One of the main concepts we discussed last week in class was how research into user centered design could be conducted. Over the week I encountered two types of these research methods. I learned a lot about the two research methods and I thought that it was a cool coincidence that they both occurred in the same week that we learned about them.
It's supposed to be an infinity sign in the middle. (NOOL)
The focus group itself was pretty small. Aside from the conductor there six other UOIT students from various programs such as game development (myself), business, science, engineering and so on. I thought that having people from different programs was pretty important because it gave the group different perspectives.
For example, I'm a programmer and as a result a lot of times when I'm looking up information online, it's tailored for programmers and programming concepts. So my idea of what a good learning resource site should look like was different from what other students wanted.

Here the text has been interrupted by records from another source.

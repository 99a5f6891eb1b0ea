use crate::value::Value;

/// Signal produced by statement execution. Propagates upward until the
/// nearest enclosing loop (`Break`/`Continue`) or function call
/// (`Return`) consumes it.
#[derive(Debug, Clone, PartialEq)]
pub enum ControlFlow {
    Normal,
    Return(Value),
    Break,
    Continue,
}

impl ControlFlow {
    pub fn is_normal(&self) -> bool {
        matches!(self, ControlFlow::Normal)
    }
}
// SPDX-License-Identifier: MPL-2.0

//! The provider surface: URL resolution, search, entity lookups and downloads.

pub mod metadata;

use serde::{Deserialize, Serialize};
use std::fmt;
use std::str::FromStr;
use tracing::{debug, info, warn};

use crate::api::{ApiError, Resource, SoundCloudClient, Track, User};
use crate::cache::{EntityCache, Listing};
use crate::config::Config;
use crate::download::{DownloadRequest, Downloader, TrackDownload};
use crate::error::{Error, Result};
use crate::stream::select::{self, TrackStreams};
use crate::stream::{Codec, Diagnostic, ScoredStream};

#[derive(Debug, Clone, Copy, PartialEq, Eq, Hash, Serialize, Deserialize)]
#[serde(rename_all = "lowercase")]
pub enum MediaKind {
    Track,
    Album,
    Playlist,
    Artist,
}

impl MediaKind {
    fn search_endpoint(&self) -> &'static str {
        match self {
            Self::Track => "tracks",
            Self::Album => "albums",
            Self::Playlist => "playlists_without_albums",
            Self::Artist => "users",
        }
    }

    pub fn as_str(&self) -> &'static str {
        match self {
            Self::Track => "track",
            Self::Album => "album",
            Self::Playlist => "playlist",
            Self::Artist => "artist",
        }
    }
}

impl fmt::Display for MediaKind {
    fn fmt(&self, f: &mut fmt::Formatter<'_>) -> fmt::Result {
        f.write_str(self.as_str())
    }
}

impl FromStr for MediaKind {
    type Err = Error;

    fn from_str(s: &str) -> Result<Self> {
        match s.to_lowercase().as_str() {
            "track" | "tracks" => Ok(Self::Track),
            "album" | "albums" => Ok(Self::Album),
            "playlist" | "playlists" => Ok(Self::Playlist),
            "artist" | "artists" | "user" | "users" => Ok(Self::Artist),
            other => Err(Error::UnsupportedKind(other.to_string())),
        }
    }
}

#[derive(Debug, Clone, PartialEq, Eq, Serialize)]
pub struct MediaIdentification {
    pub kind: MediaKind,
    pub id: u64,
}

#[derive(Debug, Clone, Serialize)]
pub struct SearchResult {
    pub id: u64,
    pub kind: MediaKind,
    pub name: String,
    pub artists: Option<Vec<String>>,
    pub year: Option<i32>,
    /// Seconds
    pub duration: Option<u64>,
    pub image_url: Option<String>,
}

#[derive(Debug, Clone, Default, Serialize)]
pub struct Tags {
    pub track_number: usize,
    pub release_date: Option<String>,
    pub genres: Option<Vec<String>>,
    pub composer: Option<String>,
    pub copyright: Option<String>,
    pub upc: Option<String>,
    pub isrc: Option<String>,
}

#[derive(Debug, Clone, Serialize)]
pub struct TrackInfo {
    pub id: u64,
    pub name: String,
    pub album: Option<String>,
    pub artists: Vec<String>,
    /// Uploader permalink, unless the label supplied an artist credit
    pub artist_id: Option<String>,
    pub codec: Codec,
    pub release_year: Option<i32>,
    pub cover_url: Option<String>,
    pub explicit: Option<bool>,
    pub tags: Tags,
    /// The chosen transcoding, absent for direct downloads and unavailable tracks
    pub stream: Option<ScoredStream>,
    pub download: DownloadRequest,
    pub diagnostic: Option<Diagnostic>,
}

impl TrackInfo {
    /// False when the diagnostic means the track should be skipped
    pub fn is_downloadable(&self) -> bool {
        self.diagnostic.as_ref().is_none_or(|d| !d.is_blocking())
    }
}

#[derive(Debug, Clone, Serialize)]
pub struct AlbumInfo {
    pub id: u64,
    pub name: String,
    pub artist: String,
    pub artist_id: Option<String>,
    pub cover_url: Option<String>,
    pub release_year: Option<i32>,
    pub tracks: Vec<u64>,
}

#[derive(Debug, Clone, Serialize)]
pub struct PlaylistInfo {
    pub id: u64,
    pub name: String,
    pub creator: String,
    pub creator_id: Option<String>,
    pub cover_url: Option<String>,
    pub release_year: Option<i32>,
    pub tracks: Vec<u64>,
}

#[derive(Debug, Clone, Serialize)]
pub struct ArtistInfo {
    pub id: u64,
    pub name: String,
    pub albums: Vec<u64>,
    pub tracks: Vec<u64>,
}

pub struct SoundCloudProvider {
    client: SoundCloudClient,
    downloader: Downloader,
    search_limit: usize,
}
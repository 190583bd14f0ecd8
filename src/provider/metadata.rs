// SPDX-License-Identifier: MPL-2.0

//! Field mapping from API objects to provider results

/// Split an uploader or artist credit into individual artists
pub fn split_artists(credit: &str) -> Vec<String> {
    credit
        .replace(" & ", ", ")
        .replace(" and ", ", ")
        .replace(" x ", ", ")
        .split(", ")
        .map(str::to_string)
        .collect()
}

/// Year of the first non-empty date, trying them in order
pub fn release_year(dates: &[Option<&str>]) -> Option<i32> {
    dates
        .iter()
        .flatten()
        .find(|d| !d.is_empty())
        .and_then(|d| d.split('-').next())
        .and_then(|y| y.parse().ok())
}

/// Uploads are often titled "Artist - Title"; keep the title part
pub fn track_name(title: &str) -> String {
    title
        .split(" - ")
        .nth(1)
        .unwrap_or(title)
        .to_string()
}

/// Full-size artwork instead of the default 100x100 variant
pub fn original_artwork(url: Option<&str>) -> Option<String> {
    url.map(|u| u.replace("-large", "-original"))
}

/// Search thumbnail; placeholder avatars are dropped
pub fn thumbnail(url: Option<&str>) -> Option<String> {
    url.filter(|u| !u.contains("default_avatar"))
        .map(|u| u.replace("-large", "-t200x200"))
}

/// Date part of an ISO timestamp
pub fn date_only(timestamp: &str) -> String {
    timestamp.split('T').next().unwrap_or(timestamp).to_string()
}

pub fn genres(genre: Option<&str>) -> Option<Vec<String>> {
    genre
        .filter(|g| !g.is_empty())
        .map(|g| g.split('/').map(str::to_string).collect())
}
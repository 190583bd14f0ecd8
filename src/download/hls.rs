// SPDX-License-Identifier: MPL-2.0

//! HLS playlist inspection ahead of remuxing

use m3u8_rs::{KeyMethod, MediaPlaylist, Playlist};

use crate::api::SoundCloudClient;
use crate::error::{Error, Result};

/// HLS stream information
#[derive(Debug, Clone)]
pub struct HlsStream {
    pub segments: Vec<HlsSegment>,
    pub target_duration: u64,
    /// Key method of the first `#EXT-X-KEY` that is not `NONE`
    pub encryption: Option<KeyMethod>,
}

impl HlsStream {
    /// SAMPLE-AES segments need a DRM key ffmpeg can't obtain. Plain
    /// AES-128 is fine; ffmpeg fetches that key itself.
    pub fn is_drm_protected(&self) -> bool {
        matches!(self.encryption, Some(KeyMethod::SampleAES))
    }

    pub fn total_duration(&self) -> f32 {
        self.segments.iter().map(|s| s.duration).sum()
    }
}

/// A single HLS segment
#[derive(Debug, Clone)]
pub struct HlsSegment {
    pub uri: String,
    pub duration: f32,
}

/// Fetch and parse an HLS m3u8 playlist
pub async fn fetch_playlist(client: &SoundCloudClient, url: &str) -> Result<HlsStream> {
    let bytes = client.fetch_bytes(url).await?;
    parse_playlist(&bytes, url)
}

pub fn parse_playlist(bytes: &[u8], url: &str) -> Result<HlsStream> {
    match m3u8_rs::parse_playlist(bytes) {
        Ok((_, Playlist::MediaPlaylist(playlist))) => Ok(parse_media_playlist(&playlist, url)),
        Ok((_, Playlist::MasterPlaylist(_))) => Err(Error::StreamResolution(
            "expected a media playlist, got a master playlist".into(),
        )),
        Err(e) => Err(Error::StreamResolution(format!(
            "failed to parse playlist: {e:?}"
        ))),
    }
}

fn parse_media_playlist(playlist: &MediaPlaylist, base_url: &str) -> HlsStream {
    // Extract base URL for relative segment paths
    let base = base_url.split('?').next().unwrap_or(base_url);
    let base = base.rsplit_once('/').map(|(b, _)| b).unwrap_or(base);
    let absolute = |uri: &str| {
        if uri.starts_with("http") {
            uri.to_string()
        } else {
            format!("{base}/{uri}")
        }
    };

    let encryption = playlist
        .segments
        .iter()
        .find_map(|s| s.key.as_ref())
        .map(|key| key.method.clone())
        .filter(|method| !matches!(method, KeyMethod::None));

    let segments = playlist
        .segments
        .iter()
        .map(|seg| HlsSegment {
            uri: absolute(&seg.uri),
            duration: seg.duration,
        })
        .collect();

    HlsStream {
        segments,
        target_duration: playlist.target_duration,
        encryption,
    }
}
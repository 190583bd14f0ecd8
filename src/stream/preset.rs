// SPDX-License-Identifier: MPL-2.0

//! Bitrate extraction from SoundCloud transcoding presets.
//!
//! Presets are free-form vendor labels (`aac_256k`, `opus_0_0`, `mp3_1_0`,
//! `abr_hq`, ...). Each parser returns `None` when the label carries no
//! bitrate signal; [`quality_score`] turns that into a score of 0.

use regex::Regex;
use std::sync::LazyLock;

use super::codec::Codec;

static AAC_KBPS: LazyLock<Regex> =
    LazyLock::new(|| Regex::new(r"aac_(\d+)k").expect("valid AAC preset regex"));
static ANY_KBPS: LazyLock<Regex> =
    LazyLock::new(|| Regex::new(r"(\d+)k").expect("valid kbps regex"));

/// Bitrate assumed for AAC presets that don't spell one out (`aac_1_0`)
pub const AAC_FALLBACK_KBPS: u32 = 64;

/// Parse an AAC preset. `aac_<n>k` yields `n`, any other `aac_` preset
/// yields [`AAC_FALLBACK_KBPS`].
pub fn aac_bitrate(preset: &str) -> Option<u32> {
    if let Some(caps) = AAC_KBPS.captures(preset) {
        return caps[1].parse().ok();
    }
    preset.starts_with("aac_").then_some(AAC_FALLBACK_KBPS)
}

/// Parse a progressive (or non-AAC HLS) preset.
pub fn generic_bitrate(preset: &str, codec: Codec) -> Option<u32> {
    if codec == Codec::Opus {
        if preset.contains("abr_hq") {
            return Some(128);
        }
        if preset.contains("abr_sq") {
            return Some(96);
        }
    }

    if let Some(caps) = ANY_KBPS.captures(preset) {
        if let Ok(kbps) = caps[1].parse() {
            return Some(kbps);
        }
    }

    // `mp3_128`, `opus_0_0`: the second segment, when numeric, is taken as-is.
    // This also covers opus quality-level presets, whose level is read verbatim.
    let second = preset.split('_').nth(1)?;
    if !second.is_empty() && second.bytes().all(|b| b.is_ascii_digit()) {
        return second.parse().ok();
    }

    None
}

/// Quality score of a stream; 0 when the preset carries no signal
pub fn quality_score(preset: &str, codec: Codec, is_hls: bool) -> i32 {
    let kbps = if is_hls && codec == Codec::Aac {
        aac_bitrate(preset)
    } else {
        generic_bitrate(preset, codec)
    };
    kbps.and_then(|k| i32::try_from(k).ok()).unwrap_or(0)
}

#[cfg(test)]
mod tests {
    use super::*;

    #[test]
    fn aac_kbps_suffix() {
        assert_eq!(aac_bitrate("aac_256k"), Some(256));
        assert_eq!(aac_bitrate("aac_160k"), Some(160));
        assert_eq!(aac_bitrate("hls_aac_96k"), Some(96));
    }

    #[test]
    fn aac_without_bitrate_falls_back() {
        assert_eq!(aac_bitrate("aac_1_0"), Some(64));
        assert_eq!(aac_bitrate("aac_hq"), Some(64));
    }

    #[test]
    fn aac_parser_ignores_other_codecs() {
        assert_eq!(aac_bitrate("opus_0_0"), None);
        assert_eq!(aac_bitrate(""), None);
    }

    #[test]
    fn generic_kbps_anywhere() {
        assert_eq!(generic_bitrate("mp3_128k", Codec::Mp3), Some(128));
        assert_eq!(generic_bitrate("opus_64k_v2", Codec::Opus), Some(64));
        assert_eq!(generic_bitrate("aac_256k", Codec::Aac), Some(256));
    }

    #[test]
    fn generic_second_segment() {
        assert_eq!(generic_bitrate("mp3_320", Codec::Mp3), Some(320));
        assert_eq!(generic_bitrate("mp3_1_0", Codec::Mp3), Some(1));
        assert_eq!(generic_bitrate("opus_0_10", Codec::Opus), Some(0));
    }

    #[test]
    fn opus_descriptive_presets() {
        assert_eq!(generic_bitrate("abr_hq", Codec::Opus), Some(128));
        assert_eq!(generic_bitrate("abr_sq", Codec::Opus), Some(96));
        // only meaningful for Opus
        assert_eq!(generic_bitrate("abr_hq", Codec::Mp3), None);
    }

    #[test]
    fn unparseable_presets_have_no_signal() {
        assert_eq!(generic_bitrate("mp3_standard", Codec::Mp3), None);
        assert_eq!(generic_bitrate("opus", Codec::Opus), None);
        assert_eq!(generic_bitrate("", Codec::Unknown), None);
        assert_eq!(generic_bitrate("ctr-encrypted-hls", Codec::Mp3), None);
    }

    #[test]
    fn scores() {
        assert_eq!(quality_score("aac_160k", Codec::Aac, true), 160);
        assert_eq!(quality_score("aac_1_0", Codec::Aac, true), 64);
        // progressive AAC goes through the generic parser
        assert_eq!(quality_score("aac_1_0", Codec::Aac, false), 1);
        assert_eq!(quality_score("mp3_standard", Codec::Mp3, false), 0);
        assert_eq!(quality_score("opus_0_10", Codec::Opus, false), 0);
    }
}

Plain text, nice and skimmable. (Autodesk)
I thought that it was pretty nice to have different opinions on the design of the website. From a designer's point of view it would be useful to hear opinions clash so that they get a better understanding of what their potential users want and how they can deliver that.
The next research method that I experienced was observational research. I participated in the Global Game Jam this last weekend and we had a large group of people working on our game. We split it up into essentially three divisions: programmers, artists and level designers.
A level design drafted up by one of our designers.
Once we got the core scripts created and implemented, we gave the project to the level designers to create their levels. Unity makes it really easy to make changes on the fly, so after their levels were done the level designers did observation tests to see how their designs would be received.
When I played through some of the levels, I would play the game in a way that the level designer didn't anticipate, such as skipping a portion of the level by jumping from a specific platform to another. As a player I didn't think too much about it, but the designer would make a note of all the things they didn't expect and take them into account when tweaking their levels.
A screenshot from the finished product.
Through observational research by having other people play through their level designs, the designers were able to improve and fix up their levels after taking into account how players play their game. Overall I feel that a simple user research technique like that allowed us to make a better game.